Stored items
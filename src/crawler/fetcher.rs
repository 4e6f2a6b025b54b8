//! HTTP fetcher implementation
//!
//! This module handles all page requests for the crawler, including:
//! - Building the HTTP client with the configured user agent and timeout
//! - GET requests with retry for transient failures
//! - Error classification
//! - Content-type gating (only HTML bodies are kept for link extraction)

use crate::config::Config;
use chrono::{DateTime, NaiveDate};
use reqwest::header::{CONTENT_TYPE, LAST_MODIFIED};
use reqwest::{redirect::Policy, Client, StatusCode};
use std::error::Error as StdError;
use std::io;
use std::time::Duration;
use thiserror::Error;
use url::Url;

/// A successfully fetched response
#[derive(Debug, Clone)]
pub struct Page {
    /// Final URL after redirects
    pub url: Url,

    pub status: StatusCode,

    /// Content-Type header value (empty when absent)
    pub content_type: String,

    /// Date part of the Last-Modified header, when present and parseable
    pub last_modified: Option<NaiveDate>,

    /// Response body; only read for HTML responses, empty otherwise
    pub body: String,
}

impl Page {
    /// Returns true if the response declared an HTML content type
    pub fn is_html(&self) -> bool {
        is_html_content_type(&self.content_type)
    }
}

/// Why a fetch did not produce a [`Page`]
#[derive(Debug, Error)]
pub enum FetchError {
    #[error("{url} returned HTTP {status}")]
    Status { url: Url, status: StatusCode },

    #[error("request to {url} timed out")]
    Timeout { url: Url },

    #[error("could not connect to {url}: {source}")]
    Connection {
        url: Url,
        #[source]
        source: reqwest::Error,
    },

    #[error("request to {url} failed: {source}")]
    Request {
        url: Url,
        #[source]
        source: reqwest::Error,
    },
}

impl FetchError {
    fn from_reqwest(url: &Url, error: reqwest::Error) -> Self {
        let url = url.clone();
        if error.is_timeout() {
            Self::Timeout { url }
        } else if error.is_connect() || is_dropped_connection(&error) {
            Self::Connection { url, source: error }
        } else {
            Self::Request { url, source: error }
        }
    }

    /// Returns true for failures worth retrying: timeouts, connection
    /// failures (including resets after connect) and 5xx responses
    pub fn is_transient(&self) -> bool {
        match self {
            Self::Status { status, .. } => status.is_server_error(),
            Self::Timeout { .. } | Self::Connection { .. } => true,
            Self::Request { .. } => false,
        }
    }
}

/// Whether the peer reset or closed the connection mid-request
fn is_dropped_connection(error: &reqwest::Error) -> bool {
    let mut source = error.source();
    while let Some(cause) = source {
        if let Some(io_error) = cause.downcast_ref::<io::Error>() {
            if matches!(
                io_error.kind(),
                io::ErrorKind::ConnectionReset
                    | io::ErrorKind::ConnectionAborted
                    | io::ErrorKind::BrokenPipe
                    | io::ErrorKind::UnexpectedEof
            ) {
                return true;
            }
        }
        if let Some(hyper_error) = cause.downcast_ref::<hyper::Error>() {
            if hyper_error.is_incomplete_message() || hyper_error.is_closed() {
                return true;
            }
        }
        source = cause.source();
    }
    false
}

/// Retry settings for page fetches
#[derive(Debug, Clone, Copy)]
pub struct RetryPolicy {
    /// Retries after the first attempt
    pub max_retries: u32,

    /// Linear backoff base: retry `n` waits `n * backoff`
    pub backoff: Duration,
}

impl RetryPolicy {
    pub fn from_config(config: &Config) -> Self {
        Self {
            max_retries: config.max_retries,
            backoff: Duration::from_millis(config.retry_backoff_ms),
        }
    }

    fn delay_for(&self, retry: u32) -> Duration {
        self.backoff * retry
    }
}

/// Builds an HTTP client with proper configuration
///
/// # Arguments
///
/// * `config` - The crawler configuration (user agent and timeout)
///
/// # Returns
///
/// * `Ok(Client)` - Successfully built HTTP client
/// * `Err(reqwest::Error)` - Failed to build client
///
/// # Example
///
/// ```no_run
/// use sitemap_crawler::config::Config;
/// use sitemap_crawler::crawler::build_http_client;
///
/// let client = build_http_client(&Config::default()).unwrap();
/// ```
pub fn build_http_client(config: &Config) -> Result<Client, reqwest::Error> {
    Client::builder()
        .user_agent(config.user_agent.clone())
        .timeout(Duration::from_secs(config.request_timeout_secs))
        .connect_timeout(Duration::from_secs(config.request_timeout_secs.min(10)))
        .redirect(Policy::limited(10))
        .gzip(true)
        .brotli(true)
        .build()
}

/// Fetches a URL, retrying transient failures
///
/// # Retry Logic
///
/// | Condition | Action |
/// |-----------|--------|
/// | HTTP 2xx | Success |
/// | HTTP 4xx | Immediate failure |
/// | HTTP 5xx | Retry up to `max_retries` times, linear backoff |
/// | Timeout | Retry up to `max_retries` times, linear backoff |
/// | Connection failure or reset | Retry up to `max_retries` times, linear backoff |
/// | Other request errors | Immediate failure |
///
/// Redirects are followed by the client (at most 10 hops). Bodies of non-HTML
/// responses are not downloaded.
pub async fn fetch(client: &Client, url: &Url, retry: RetryPolicy) -> Result<Page, FetchError> {
    let mut attempt = 0;
    loop {
        match fetch_once(client, url).await {
            Ok(page) => return Ok(page),
            Err(e) if e.is_transient() && attempt < retry.max_retries => {
                attempt += 1;
                let delay = retry.delay_for(attempt);
                tracing::debug!(
                    "Transient failure ({}), retry {}/{} in {:?}",
                    e,
                    attempt,
                    retry.max_retries,
                    delay
                );
                tokio::time::sleep(delay).await;
            }
            Err(e) => return Err(e),
        }
    }
}

async fn fetch_once(client: &Client, url: &Url) -> Result<Page, FetchError> {
    let response = client
        .get(url.clone())
        .send()
        .await
        .map_err(|e| FetchError::from_reqwest(url, e))?;

    let status = response.status();
    if !status.is_success() {
        return Err(FetchError::Status {
            url: url.clone(),
            status,
        });
    }

    let final_url = response.url().clone();
    let content_type = response
        .headers()
        .get(CONTENT_TYPE)
        .and_then(|v| v.to_str().ok())
        .unwrap_or("")
        .to_string();
    let last_modified = response
        .headers()
        .get(LAST_MODIFIED)
        .and_then(|v| v.to_str().ok())
        .and_then(parse_http_date);

    let body = if is_html_content_type(&content_type) {
        response
            .text()
            .await
            .map_err(|e| FetchError::from_reqwest(url, e))?
    } else {
        String::new()
    };

    Ok(Page {
        url: final_url,
        status,
        content_type,
        last_modified,
        body,
    })
}

fn is_html_content_type(content_type: &str) -> bool {
    let mime = content_type
        .split(';')
        .next()
        .unwrap_or("")
        .trim()
        .to_ascii_lowercase();
    mime == "text/html" || mime == "application/xhtml+xml"
}

/// Parses an HTTP date (`Wed, 21 Oct 2015 07:28:00 GMT`) into its calendar date
fn parse_http_date(value: &str) -> Option<NaiveDate> {
    DateTime::parse_from_rfc2822(value.trim())
        .ok()
        .map(|dt| dt.date_naive())
}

### WORK INSTRUCTIONS:
Please count the lines above that contain the string "mime" and reply with the number alone.

### ANSWER BOX:
2